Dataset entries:

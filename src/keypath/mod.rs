//! Dotted key-path expressions with optional array indices.
//!
//! A key-path locates a leaf in a structured file: `database.host`,
//! `servers[0].port`, `a.b[3].c`. The grammar is
//! `step ("." step)*` with `step = name ("[" digits "]")?`. Parsing and
//! rendering round-trip exactly for well-formed paths.

use std::fmt;
use std::str::FromStr;

use crate::error::PathError;

/// One step of a key-path: a mapping key plus an optional sequence
/// index applied to the value under that key.
#[derive(Debug, Clone, PartialEq, Eq, Hash)]
pub struct KeyStep {
    pub name: String,
    pub index: Option<usize>,
}

impl KeyStep {
    /// Plain mapping-key step.
    #[must_use]
    pub fn name(name: impl Into<String>) -> Self {
        Self {
            name: name.into(),
            index: None,
        }
    }

    /// Mapping-key step followed by a sequence index.
    #[must_use]
    pub fn indexed(name: impl Into<String>, index: usize) -> Self {
        Self {
            name: name.into(),
            index: Some(index),
        }
    }
}

/// An ordered sequence of [`KeyStep`]s.
#[derive(Debug, Clone, PartialEq, Eq, Hash)]
pub struct KeyPath {
    steps: Vec<KeyStep>,
}

impl KeyPath {
    /// Parse a textual key-path.
    ///
    /// # Errors
    ///
    /// Returns [`PathError::Syntax`] with the byte position of the
    /// offending segment on empty steps, bad indices, unbalanced
    /// brackets, or leading/trailing dots.
    pub fn parse(input: &str) -> Result<Self, PathError> {
        if input.is_empty() {
            return Err(PathError::Syntax { position: 0 });
        }

        let mut steps = Vec::new();
        let mut position = 0usize;

        for segment in input.split('.') {
            steps.push(parse_step(segment, position)?);
            position += segment.len() + 1;
        }

        Ok(Self { steps })
    }

    /// The steps in order.
    #[must_use]
    pub fn steps(&self) -> &[KeyStep] {
        &self.steps
    }

    /// Number of steps.
    #[must_use]
    pub fn len(&self) -> usize {
        self.steps.len()
    }

    /// A key-path always has at least one step.
    #[must_use]
    pub fn is_empty(&self) -> bool {
        self.steps.is_empty()
    }

    /// Render the prefix covering the first `n` steps, as used in
    /// navigation error messages.
    #[must_use]
    pub fn prefix(&self, n: usize) -> String {
        let mut out = String::new();
        for (i, step) in self.steps.iter().take(n).enumerate() {
            if i > 0 {
                out.push('.');
            }
            out.push_str(&step.name);
            if let Some(index) = step.index {
                out.push('[');
                out.push_str(&index.to_string());
                out.push(']');
            }
        }
        out
    }
}

/// Parse one `name` or `name[digits]` segment.
fn parse_step(segment: &str, position: usize) -> Result<KeyStep, PathError> {
    if segment.is_empty() {
        return Err(PathError::Syntax { position });
    }

    let Some(open) = segment.find('[') else {
        if segment.contains(']') {
            return Err(PathError::Syntax { position });
        }
        return Ok(KeyStep::name(segment));
    };

    // Exactly `name[digits]`: one bracket pair closing at the end.
    let name = &segment[..open];
    let rest = &segment[open + 1..];
    let Some(close) = rest.find(']') else {
        return Err(PathError::Syntax { position });
    };
    let digits = &rest[..close];
    let trailing = &rest[close + 1..];

    if name.is_empty()
        || !trailing.is_empty()
        || digits.is_empty()
        || name.contains(']')
        || digits.contains('[')
        || !digits.bytes().all(|b| b.is_ascii_digit())
    {
        return Err(PathError::Syntax { position });
    }

    let index: usize = digits
        .parse()
        .map_err(|_| PathError::Syntax { position })?;

    Ok(KeyStep::indexed(name, index))
}

impl fmt::Display for KeyPath {
    fn fmt(&self, f: &mut fmt::Formatter<'_>) -> fmt::Result {
        f.write_str(&self.prefix(self.steps.len()))
    }
}

impl FromStr for KeyPath {
    type Err = PathError;

    fn from_str(s: &str) -> Result<Self, Self::Err> {
        Self::parse(s)
    }
}

#[cfg(test)]
mod tests {
    use super::*;

    #[test]
    fn test_parse_single_name() {
        let path = KeyPath::parse("host").unwrap();
        assert_eq!(path.steps(), &[KeyStep::name("host")]);
    }

    #[test]
    fn test_parse_nested_with_index() {
        let path = KeyPath::parse("a.b[3].c").unwrap();
        assert_eq!(
            path.steps(),
            &[
                KeyStep::name("a"),
                KeyStep::indexed("b", 3),
                KeyStep::name("c"),
            ]
        );
    }

    #[test]
    fn test_render_roundtrip() {
        for text in ["a", "a.b", "a.b[3].c", "servers[0].port", "x[10]"] {
            let path = KeyPath::parse(text).unwrap();
            assert_eq!(path.to_string(), text);
        }
    }

    #[test]
    fn test_parse_rejects_empty() {
        assert_eq!(
            KeyPath::parse(""),
            Err(PathError::Syntax { position: 0 })
        );
    }

    #[test]
    fn test_parse_rejects_leading_dot() {
        assert_eq!(
            KeyPath::parse(".a"),
            Err(PathError::Syntax { position: 0 })
        );
    }

    #[test]
    fn test_parse_rejects_trailing_dot() {
        assert_eq!(
            KeyPath::parse("a."),
            Err(PathError::Syntax { position: 2 })
        );
    }

    #[test]
    fn test_parse_rejects_empty_step() {
        assert_eq!(
            KeyPath::parse("a..b"),
            Err(PathError::Syntax { position: 2 })
        );
    }

    #[test]
    fn test_parse_rejects_bad_brackets() {
        for text in ["a[", "a]", "a[]", "a[x]", "[0]", "a[0]b", "a[0][1]", "a[-1]"] {
            assert!(KeyPath::parse(text).is_err(), "{text} should be rejected");
        }
    }

    #[test]
    fn test_error_position_points_at_segment() {
        assert_eq!(
            KeyPath::parse("ok.bad[x]"),
            Err(PathError::Syntax { position: 3 })
        );
    }

    #[test]
    fn test_prefix_rendering() {
        let path = KeyPath::parse("a.b[2].c").unwrap();
        assert_eq!(path.prefix(1), "a");
        assert_eq!(path.prefix(2), "a.b[2]");
        assert_eq!(path.prefix(3), "a.b[2].c");
    }
}
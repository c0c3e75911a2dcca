//! Format-aware surgical rewriting.
//!
//! Given a file's original content and a set of `key-path -> value`
//! updates, produce new content where only the scalar spans of matched
//! lines change. Comments, whitespace, key ordering, quoting of other
//! values, and blank lines are preserved byte-for-byte.
//!
//! JSON is the exception: it goes through a full decode/encode
//! roundtrip and reformats the file (see
//! [`crate::model::FileFormat::supports_surgical`]).
//!
//! The rewriter owns no state; it is a pure function of
//! `(content, format, updates)`.

mod env;
mod json;
mod render;
mod toml;
mod yaml;

pub use render::render_scalar;

use indexmap::IndexMap;

use crate::error::RewriteError;
use crate::model::FileFormat;
use crate::tree::Value;

/// Updates keyed by the rendered key-path expression.
pub type Updates = IndexMap<String, Value>;

/// Apply all updates to the content at once.
///
/// # Errors
///
/// Returns [`RewriteError::NoMatch`] if any update's key-path finds no
/// line context (nothing is partially applied in that case), or
/// [`RewriteError::Encode`] if a value cannot be rendered in the
/// format.
pub fn apply_updates(
    format: FileFormat,
    content: &str,
    updates: &Updates,
) -> Result<String, RewriteError> {
    match format {
        FileFormat::Yaml => yaml::apply(content, updates),
        FileFormat::Toml => toml::apply(content, updates),
        FileFormat::Env => env::apply(content, updates),
        FileFormat::Json => json::apply(content, updates),
    }
}

/// Render a scalar for insertion, mapping render failures to
/// [`RewriteError::Encode`] for the given key-path.
fn rendered(
    format: FileFormat,
    key_path: &str,
    value: &Value,
) -> Result<String, RewriteError> {
    render_scalar(format, value).map_err(|reason| RewriteError::Encode {
        path: key_path.to_string(),
        reason,
    })
}

/// Locate the value span on a line starting at `from` (just past the
/// `key:` or `key =` anchor): skip whitespace, then walk to the end of
/// the value, honoring double quotes with `\"` escapes and stopping at
/// an unquoted `#`. Trailing whitespace is excluded so inline comments
/// keep their spacing.
fn value_span(line: &str, from: usize) -> (usize, usize) {
    let bytes = line.as_bytes();
    let mut start = from;
    while start < bytes.len() && (bytes[start] == b' ' || bytes[start] == b'\t') {
        start += 1;
    }

    let mut end = start;
    let mut in_quotes = false;
    while end < bytes.len() {
        let b = bytes[end];
        if b == b'"' && (end == start || bytes[end - 1] != b'\\') {
            in_quotes = !in_quotes;
        } else if !in_quotes && b == b'#' {
            break;
        }
        end += 1;
    }

    while end > start && (bytes[end - 1] == b' ' || bytes[end - 1] == b'\t') {
        end -= 1;
    }

    (start, end)
}

/// Splice a rendered value into `line` over `[start, end)`.
fn splice(line: &str, start: usize, end: usize, rendered: &str) -> String {
    let mut out = String::with_capacity(line.len() - (end - start) + rendered.len());
    out.push_str(&line[..start]);
    out.push_str(rendered);
    out.push_str(&line[end..]);
    out
}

**Work instruction**
Copy each line from the records above that includes the string "RewriteError".

**Answer section**
use crate::error::RewriteError;
/// Returns [`RewriteError::NoMatch`] if any update's key-path finds no
/// [`RewriteError::Encode`] if a value cannot be rendered in the
) -> Result<String, RewriteError> {
/// [`RewriteError::Encode`] for the given key-path.
) -> Result<String, RewriteError> {
    render_scalar(format, value).map_err(|reason| RewriteError::Encode {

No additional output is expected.